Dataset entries

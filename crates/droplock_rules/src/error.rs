//! # Rule Error Types
//!
//! `RuleSourceError` covers a rule source that cannot be read at all.
//! `RuleDiagnostic` covers everything the reader reports while it keeps
//! going. Neither ever aborts a reload.

use std::path::PathBuf;

use thiserror::Error;

/// Errors reading the rule source as a whole.
#[derive(Error, Debug)]
pub enum RuleSourceError {
    /// The rule file could not be read (including: it does not exist).
    #[error("cannot read {path}: {source}")]
    Io {
        /// Rule file path.
        path: PathBuf,
        /// Underlying I/O error.
        #[source]
        source: std::io::Error,
    },

    /// The rule document is not valid TOML.
    #[error("cannot parse {origin}: {source}")]
    Syntax {
        /// Where the document came from.
        origin: String,
        /// Underlying TOML error.
        #[source]
        source: toml::de::Error,
    },

    /// The document has no rule list.
    #[error("'{list}' not found in {origin}")]
    MissingList {
        /// Where the document came from.
        origin: String,
        /// Expected list name.
        list: &'static str,
    },

    /// The rule list key exists but is not a list.
    #[error("'{list}' in {origin} is not a list")]
    NotAList {
        /// Where the document came from.
        origin: String,
        /// Expected list name.
        list: &'static str,
    },
}

impl RuleSourceError {
    /// Returns true if the source simply does not exist.
    #[must_use]
    pub fn is_not_found(&self) -> bool {
        matches!(self, Self::Io { source, .. } if source.kind() == std::io::ErrorKind::NotFound)
    }
}

/// Result type for rule source operations.
pub type RuleSourceResult<T> = Result<T, RuleSourceError>;

/// Something the reader skipped, and why.
///
/// Entry numbers are 1-based positions in the rule list.
#[derive(Error, Clone, Debug, PartialEq, Eq)]
pub enum RuleDiagnostic {
    /// The rule source could not be read; no rules are active.
    #[error("cannot read rule source {origin}: {reason}")]
    SourceUnavailable {
        /// Where the rules were expected.
        origin: String,
        /// Why they could not be read.
        reason: String,
    },

    /// A group entry without an `Item` field.
    #[error("item name not found for entry #{entry}, skipping")]
    MissingItemName {
        /// Entry position.
        entry: usize,
    },

    /// An entry that is neither an item name nor a well-formed group.
    #[error("malformed entry #{entry}: {reason}")]
    MalformedEntry {
        /// Entry position.
        entry: usize,
        /// What was wrong with it.
        reason: String,
    },

    /// The item name does not resolve against the item database.
    #[error("invalid item name '{name}' for entry #{entry}")]
    UnknownItem {
        /// Entry position.
        entry: usize,
        /// The unresolved name.
        name: String,
    },

    /// The item already has a policy from an earlier entry.
    #[error("duplicate entry for '{name}', entry #{entry}")]
    DuplicateItem {
        /// Entry position.
        entry: usize,
        /// The repeated item name.
        name: String,
    },

    /// An `Except` name does not resolve against the monster database.
    #[error("invalid mob '{mob}' for item '{item}'")]
    UnknownMob {
        /// Item whose exception list named it.
        item: String,
        /// The unresolved name.
        mob: String,
    },

    /// A monster listed twice in one `Except` list.
    #[error("duplicate mob '{mob}' for item '{item}'")]
    DuplicateMob {
        /// Item whose exception list repeated it.
        item: String,
        /// The repeated monster name.
        mob: String,
    },
}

Work item —
Across the data, pull every line containing the string "group".

Written answer —
    /// A group entry without an `Item` field.
    /// An entry that is neither an item name nor a well-formed group.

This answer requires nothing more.